• **Work item**: Copy all the lines of the data that include the word "results".

________________________________________

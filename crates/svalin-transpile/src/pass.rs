//! The compilation pass interface.

use svalin_ir::Circuit;

use crate::error::TranspileResult;
use crate::property::PropertySet;

/// What a pass does to the circuit.
#[derive(Debug, Clone, Copy, PartialEq, Eq)]
pub enum PassKind {
    /// Reads the circuit and records results in the property set.
    Analysis,
    /// Rewrites the circuit.
    Transformation,
}

/// A single compilation pass.
///
/// Passes are stateless between runs: all per-run state lives in the
/// circuit and the [`PropertySet`]. Dependencies on earlier passes are
/// declared through [`requires`](Pass::requires) and checked when the
/// pipeline is assembled, not discovered at run time.
pub trait Pass: Send + Sync {
    /// Stable pass name, used in dependency declarations and callbacks.
    fn name(&self) -> &'static str;

    /// Whether this pass analyzes or transforms.
    fn kind(&self) -> PassKind;

    /// Names of passes that must appear earlier in the pipeline.
    fn requires(&self) -> &'static [&'static str] {
        &[]
    }

    /// Names of analysis results this pass makes stale when it changes
    /// the circuit.
    fn invalidates(&self) -> &'static [&'static str] {
        &[]
    }

    /// Whether re-running on an already-processed circuit is a no-op.
    fn is_idempotent(&self) -> bool {
        true
    }

    /// Execute the pass.
    fn run(&self, circuit: &mut Circuit, props: &mut PropertySet) -> TranspileResult<()>;

    /// Whether the pass applies to this circuit in its current state.
    fn should_run(&self, _circuit: &Circuit, _props: &PropertySet) -> bool {
        true
    }
}

#[cfg(test)]
mod tests {
    use super::*;

    struct CountOps;

    impl Pass for CountOps {
        fn name(&self) -> &'static str {
            "count_ops"
        }

        fn kind(&self) -> PassKind {
            PassKind::Analysis
        }

        fn run(&self, circuit: &mut Circuit, props: &mut PropertySet) -> TranspileResult<()> {
            props.set(circuit.num_ops());
            props.mark_valid(self.name());
            Ok(())
        }
    }

    #[test]
    fn test_defaults() {
        let pass = CountOps;
        assert!(pass.requires().is_empty());
        assert!(pass.invalidates().is_empty());
        assert!(pass.is_idempotent());

        let mut circuit = Circuit::ghz(2).unwrap();
        let mut props = PropertySet::new();
        assert!(pass.should_run(&circuit, &props));
        pass.run(&mut circuit, &mut props).unwrap();
        assert_eq!(props.get::<usize>(), Some(&4));
        assert!(props.is_valid("count_ops"));
    }
}
#[cfg(test)]
mod tests {
    use super::*;
    use std::f64::consts::PI;

    fn basis() -> Optimize1qGates {
        Optimize1qGates::new(["rz", "sx", "x", "cx"])
    }

    #[test]
    fn test_merge_rotation_run() {
        let mut circuit = Circuit::with_size("t", 1, 0);
        circuit.rz(0.3, QubitId(0)).unwrap();
        circuit.rz(0.4, QubitId(0)).unwrap();
        circuit.rz(0.5, QubitId(0)).unwrap();
        basis().run(&mut circuit, &mut PropertySet::new()).unwrap();
        assert_eq!(circuit.num_ops(), 1);
        match circuit.instructions()[0].as_gate() {
            Some(StandardGate::Rz(t)) => assert!((t - 1.2).abs() < 1e-9),
            other => panic!("expected rz, got {other:?}"),
        }
    }

    #[test]
    fn test_inverse_run_vanishes() {
        let mut circuit = Circuit::with_size("t", 1, 0);
        circuit.h(QubitId(0)).unwrap();
        circuit.h(QubitId(0)).unwrap();
        basis().run(&mut circuit, &mut PropertySet::new()).unwrap();
        assert_eq!(circuit.num_ops(), 0);
    }

    #[test]
    fn test_runs_blocked_by_cx() {
        let mut circuit = Circuit::with_size("t", 2, 0);
        circuit.rz(0.3, QubitId(0)).unwrap();
        circuit.cx(QubitId(0), QubitId(1)).unwrap();
        circuit.rz(-0.3, QubitId(0)).unwrap();
        basis().run(&mut circuit, &mut PropertySet::new()).unwrap();
        // The cx splits the runs; nothing merges.
        assert_eq!(circuit.num_ops(), 3);
    }

    #[test]
    fn test_cancel_adjacent_cx() {
        let mut circuit = Circuit::with_size("t", 2, 0);
        circuit.cx(QubitId(0), QubitId(1)).unwrap();
        circuit.cx(QubitId(0), QubitId(1)).unwrap();
        circuit.h(QubitId(0)).unwrap();
        CancelInverseGates
            .run(&mut circuit, &mut PropertySet::new())
            .unwrap();
        assert_eq!(circuit.count_ops().get("cx"), None);
        assert_eq!(circuit.num_ops(), 1);
    }

    #[test]
    fn test_reversed_cx_does_not_cancel() {
        let mut circuit = Circuit::with_size("t", 2, 0);
        circuit.cx(QubitId(0), QubitId(1)).unwrap();
        circuit.cx(QubitId(1), QubitId(0)).unwrap();
        CancelInverseGates
            .run(&mut circuit, &mut PropertySet::new())
            .unwrap();
        assert_eq!(circuit.num_ops(), 2);
    }

    #[test]
    fn test_reversed_cz_cancels() {
        let mut circuit = Circuit::with_size("t", 2, 0);
        circuit.cz(QubitId(0), QubitId(1)).unwrap();
        circuit.cz(QubitId(1), QubitId(0)).unwrap();
        CancelInverseGates
            .run(&mut circuit, &mut PropertySet::new())
            .unwrap();
        assert_eq!(circuit.num_ops(), 0);
    }

    #[test]
    fn test_t_tdg_cancels() {
        let mut circuit = Circuit::with_size("t", 1, 0);
        circuit.t(QubitId(0)).unwrap();
        circuit
            .push(Instruction::single_qubit_gate(StandardGate::Tdg, QubitId(0)))
            .unwrap();
        CancelInverseGates
            .run(&mut circuit, &mut PropertySet::new())
            .unwrap();
        assert_eq!(circuit.num_ops(), 0);
    }

    #[test]
    fn test_commute_through_control() {
        let mut circuit = Circuit::with_size("t", 2, 0);
        circuit.rz(0.7, QubitId(0)).unwrap();
        circuit.cx(QubitId(0), QubitId(1)).unwrap();
        circuit.rz(-0.7, QubitId(0)).unwrap();
        CommutativeCancellation
            .run(&mut circuit, &mut PropertySet::new())
            .unwrap();
        assert_eq!(circuit.num_ops(), 1);
        assert_eq!(circuit.instructions()[0].name(), "cx");
    }

    #[test]
    fn test_no_commute_through_target() {
        let mut circuit = Circuit::with_size("t", 2, 0);
        circuit.rz(0.7, QubitId(1)).unwrap();
        circuit.cx(QubitId(0), QubitId(1)).unwrap();
        circuit.rz(-0.7, QubitId(1)).unwrap();
        CommutativeCancellation
            .run(&mut circuit, &mut PropertySet::new())
            .unwrap();
        // rz does not commute through the cx target.
        assert_eq!(circuit.num_ops(), 3);
    }

    #[test]
    fn test_x_commutes_through_target() {
        let mut circuit = Circuit::with_size("t", 2, 0);
        circuit.x(QubitId(1)).unwrap();
        circuit.cx(QubitId(0), QubitId(1)).unwrap();
        circuit.x(QubitId(1)).unwrap();
        CommutativeCancellation
            .run(&mut circuit, &mut PropertySet::new())
            .unwrap();
        assert_eq!(circuit.num_ops(), 1);
    }

    #[test]
    fn test_merge_cp_pair() {
        let mut circuit = Circuit::with_size("t", 2, 0);
        circuit.cp(0.3, QubitId(0), QubitId(1)).unwrap();
        circuit.cp(0.4, QubitId(1), QubitId(0)).unwrap();
        ResynthesizeTwoQubitRuns::new(None)
            .run(&mut circuit, &mut PropertySet::new())
            .unwrap();
        assert_eq!(circuit.num_ops(), 1);
        match circuit.instructions()[0].as_gate() {
            Some(StandardGate::CP(t)) => assert!((t - 0.7).abs() < 1e-9),
            other => panic!("expected cp, got {other:?}"),
        }
    }

    #[test]
    fn test_merged_full_turn_drops() {
        let mut circuit = Circuit::with_size("t", 2, 0);
        circuit.cp(PI, QubitId(0), QubitId(1)).unwrap();
        circuit.cp(PI, QubitId(0), QubitId(1)).unwrap();
        ResynthesizeTwoQubitRuns::new(None)
            .run(&mut circuit, &mut PropertySet::new())
            .unwrap();
        assert_eq!(circuit.num_ops(), 0);
    }

    #[test]
    fn test_approximation_widens_threshold() {
        let mut circuit = Circuit::with_size("t", 2, 0);
        circuit.cp(0.01, QubitId(0), QubitId(1)).unwrap();
        ResynthesizeTwoQubitRuns::new(Some(0.9))
            .run(&mut circuit, &mut PropertySet::new())
            .unwrap();
        assert_eq!(circuit.num_ops(), 0);

        let mut exact = Circuit::with_size("t", 2, 0);
        exact.cp(0.01, QubitId(0), QubitId(1)).unwrap();
        ResynthesizeTwoQubitRuns::new(None)
            .run(&mut exact, &mut PropertySet::new())
            .unwrap();
        assert_eq!(exact.num_ops(), 1);
    }
}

________________________________________

• **Task answer**:
    /// Reads the circuit and records results in the property set.
    /// Names of analysis results this pass makes stale when it changes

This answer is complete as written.